Data under study ->
····················
impl SecondaryOcrProvider {
    pub fn new(settings: SecondarySettings) -> Result<Self, ConvertError> {
        let client = reqwest::Client::builder()
            .timeout(Duration::from_secs(settings.request_timeout_secs))
            .user_agent(concat!("pagewise/", env!("CARGO_PKG_VERSION")))
            .build()
            .map_err(|e| ConvertError::ProviderNotConfigured {
                provider: PROVIDER_NAME.to_string(),
                hint: format!("HTTP client: {e}"),
            })?;
        Ok(Self { client, settings })
    }

    pub fn settings(&self) -> &SecondarySettings {
        &self.settings
    }

    fn api_key(&self) -> Result<&str, OcrError> {
        self.settings
            .api_key
            .as_deref()
            .ok_or_else(|| OcrError::NotConfigured {
                provider: PROVIDER_NAME.to_string(),
                hint: "set SECONDARY_OCR_API_KEY (or MINERU_API_KEY)".to_string(),
            })
    }

    fn fail(&self, step: &str, detail: impl std::fmt::Display) -> OcrError {
        OcrError::Provider {
            provider: PROVIDER_NAME.to_string(),
            message: format!("{step}: {detail}"),
        }
    }

    async fn read_envelope<T: DeserializeOwned>(
        &self,
        response: reqwest::Response,
        step: &str,
    ) -> Result<T, OcrError> {
        let status = response.status();
        if !status.is_success() {
            let body = response.text().await.unwrap_or_default();
            return Err(self.fail(step, format!("HTTP {status}: {body}")));
        }
        let envelope: Envelope<T> = response
            .json()
            .await
            .map_err(|e| self.fail(step, format!("malformed response: {e}")))?;
        if envelope.code != 0 {
            return Err(self.fail(step, format!("code {}: {}", envelope.code, envelope.msg)));
        }
        envelope
            .data
            .ok_or_else(|| self.fail(step, "response carried no data"))
    }

    /// Step 1: reserve a batch and an upload URL.
    async fn reserve(&self, file_name: &str) -> Result<(String, String), OcrError> {
        let key = self.api_key()?;
        let body = BatchRequest {
            files: vec![BatchFile {
                name: file_name,
                data_id: Uuid::new_v4().simple().to_string(),
            }],
            model_version: &self.settings.model_version,
        };
        let response = self
            .client
            .post(self.settings.endpoint("/api/v4/file-urls/batch"))
            .bearer_auth(key)
            .json(&body)
            .send()
            .await
            .map_err(|e| self.fail("reserve", e))?;

        let reservation: BatchReservation = self.read_envelope(response, "reserve").await?;
        let upload_url = reservation
            .file_urls
            .into_iter()
            .next()
            .ok_or_else(|| self.fail("reserve", "no upload URL returned"))?;
        Ok((reservation.batch_id, upload_url))
    }

    /// Step 2: upload the bytes.
    async fn upload(&self, upload_url: &str, bytes: Vec<u8>) -> Result<(), OcrError> {
        let response = self
            .client
            .put(upload_url)
            .body(bytes)
            .send()
            .await
            .map_err(|e| self.fail("upload", e))?;
        if !response.status().is_success() {
            return Err(self.fail("upload", format!("HTTP {}", response.status())));
        }
        Ok(())
    }

    /// Step 3, one poll.
    async fn fetch_state(&self, batch_id: &str) -> Result<JobState, OcrError> {
        let key = self.api_key()?;
        let response = self
            .client
            .get(self
                .settings
                .endpoint(&format!("/api/v4/extract-results/batch/{batch_id}")))
            .bearer_auth(key)
            .send()
            .await
            .map_err(|e| self.fail("poll", e))?;
        let results: BatchResults = self.read_envelope(response, "poll").await?;
        Ok(results
            .extract_result
            .first()
            .map(JobState::from)
            .unwrap_or_else(|| JobState::Pending {
                state: "queued".to_string(),
            }))
    }

    /// Step 4: download and unpack.
    async fn download_markdown(&self, zip_url: &str) -> Result<String, OcrError> {
        let response = self
            .client
            .get(zip_url)
            .send()
            .await
            .map_err(|e| self.fail("download", e))?;
        if !response.status().is_success() {
            return Err(self.fail("download", format!("HTTP {}", response.status())));
        }
        let bytes = response
            .bytes()
            .await
            .map_err(|e| self.fail("download", e))?;
        extract_markdown(&bytes).map_err(|e| self.fail("archive", e))
    }

    async fn run_job(&self, file_name: &str, bytes: Vec<u8>) -> Result<String, OcrError> {
        let (batch_id, upload_url) = self.reserve(file_name).await?;
        info!("{}: batch {} reserved for '{}'", PROVIDER_NAME, batch_id, file_name);

        self.upload(&upload_url, bytes).await?;

        let zip_url = poll_until_done(self.settings.poll_policy(), PROVIDER_NAME, |_| {
            self.fetch_state(&batch_id)
        })
        .await?;

        let markdown = self.download_markdown(&zip_url).await?;
        info!("{}: batch {} → {} chars", PROVIDER_NAME, batch_id, markdown.len());
        Ok(markdown)
    }
}
//! Input resolution: normalise a user-supplied path or URL to a local PDF.
//!
//! pdfium needs a file-system path, so URLs are downloaded into a `TempDir`
//! that lives as long as the [`ResolvedInput`]. Either way the file's type is
//! checked before returning; anything that is not a PDF is rejected as
//! [`ConvertError::UnsupportedType`] naming what it actually is.

use crate::detect::{detect_bytes, detect_path, FileType};
use crate::error::ConvertError;
use std::path::{Path, PathBuf};
use std::time::Duration;
use tempfile::TempDir;
use tracing::{debug, info};

/// The resolved input: a local path or a downloaded temp file.
#[derive(Debug)]
pub enum ResolvedInput {
    Local(PathBuf),
    /// The `TempDir` is kept alive until processing completes.
    Downloaded { path: PathBuf, _temp_dir: TempDir },
}

impl ResolvedInput {
    pub fn path(&self) -> &Path {
        match self {
            ResolvedInput::Local(p) => p,
            ResolvedInput::Downloaded { path, .. } => path,
        }
    }
}

pub fn is_url(input: &str) -> bool {
    input.starts_with("http://") || input.starts_with("https://")
}

/// Resolve the input string to a local PDF file.
pub async fn resolve_input(input: &str, timeout_secs: u64) -> Result<ResolvedInput, ConvertError> {
    let input = input.trim();
    if input.is_empty() || (input.contains("://") && !is_url(input)) {
        return Err(ConvertError::InvalidInput {
            input: input.to_string(),
        });
    }
    if is_url(input) {
        download_url(input, timeout_secs).await
    } else {
        resolve_local(input)
    }
}

fn resolve_local(path_str: &str) -> Result<ResolvedInput, ConvertError> {
    let path = PathBuf::from(path_str);
    if !path.exists() {
        return Err(ConvertError::FileNotFound { path });
    }

    let file_type = detect_path(&path).map_err(|e| match e.kind() {
        std::io::ErrorKind::PermissionDenied => ConvertError::PermissionDenied { path: path.clone() },
        _ => ConvertError::FileNotFound { path: path.clone() },
    })?;
    ensure_pdf(&path, file_type)?;

    debug!("Resolved local PDF: {}", path.display());
    Ok(ResolvedInput::Local(path))
}

/// Reject anything the converter cannot open.
pub fn ensure_pdf(path: &Path, file_type: FileType) -> Result<(), ConvertError> {
    if file_type == FileType::Pdf {
        Ok(())
    } else {
        Err(ConvertError::UnsupportedType {
            path: path.to_path_buf(),
            kind: file_type.to_string(),
        })
    }
}

async fn download_url(url: &str, timeout_secs: u64) -> Result<ResolvedInput, ConvertError> {
    info!("Downloading PDF from: {}", url);
    let failed = |reason: String| ConvertError::DownloadFailed {
        url: url.to_string(),
        reason,
    };

    let client = reqwest::Client::builder()
        .timeout(Duration::from_secs(timeout_secs))
        .build()
        .map_err(|e| failed(e.to_string()))?;

    let response = client.get(url).send().await.map_err(|e| {
        if e.is_timeout() {
            ConvertError::DownloadTimeout {
                url: url.to_string(),
                secs: timeout_secs,
            }
        } else {
            failed(e.to_string())
        }
    })?;

    if !response.status().is_success() {
        return Err(failed(format!("HTTP {}", response.status())));
    }

    let filename = filename_from_url(url);
    let bytes = response.bytes().await.map_err(|e| failed(e.to_string()))?;

    let temp_dir = TempDir::new().map_err(|e| ConvertError::Internal(e.to_string()))?;
    let file_path = temp_dir.path().join(&filename);

    let extension = Path::new(&filename).extension().and_then(|e| e.to_str());
    ensure_pdf(&file_path, detect_bytes(&bytes[..bytes.len().min(16)], extension))?;

    tokio::fs::write(&file_path, &bytes)
        .await
        .map_err(|e| ConvertError::Internal(format!("Failed to write temp file: {}", e)))?;

    info!("Downloaded {} bytes to: {}", bytes.len(), file_path.display());
    Ok(ResolvedInput::Downloaded {
        path: file_path,
        _temp_dir: temp_dir,
    })
}

/// Last path segment when it looks like a file name, else `downloaded.pdf`.
fn filename_from_url(url: &str) -> String {
    reqwest::Url::parse(url)
        .ok()
        .and_then(|parsed| {
            parsed
                .path_segments()
                .and_then(|mut segments| segments.next_back().map(str::to_string))
        })
        .filter(|last| !last.is_empty() && last.contains('.'))
        .unwrap_or_else(|| "downloaded.pdf".to_string())
}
····················
What needs to be done -> Go through the lines above and copy any that contain "extension".

Solution for this exercise ->
    let extension = Path::new(&filename).extension().and_then(|e| e.to_str());
    ensure_pdf(&file_path, detect_bytes(&bytes[..bytes.len().min(16)], extension))?;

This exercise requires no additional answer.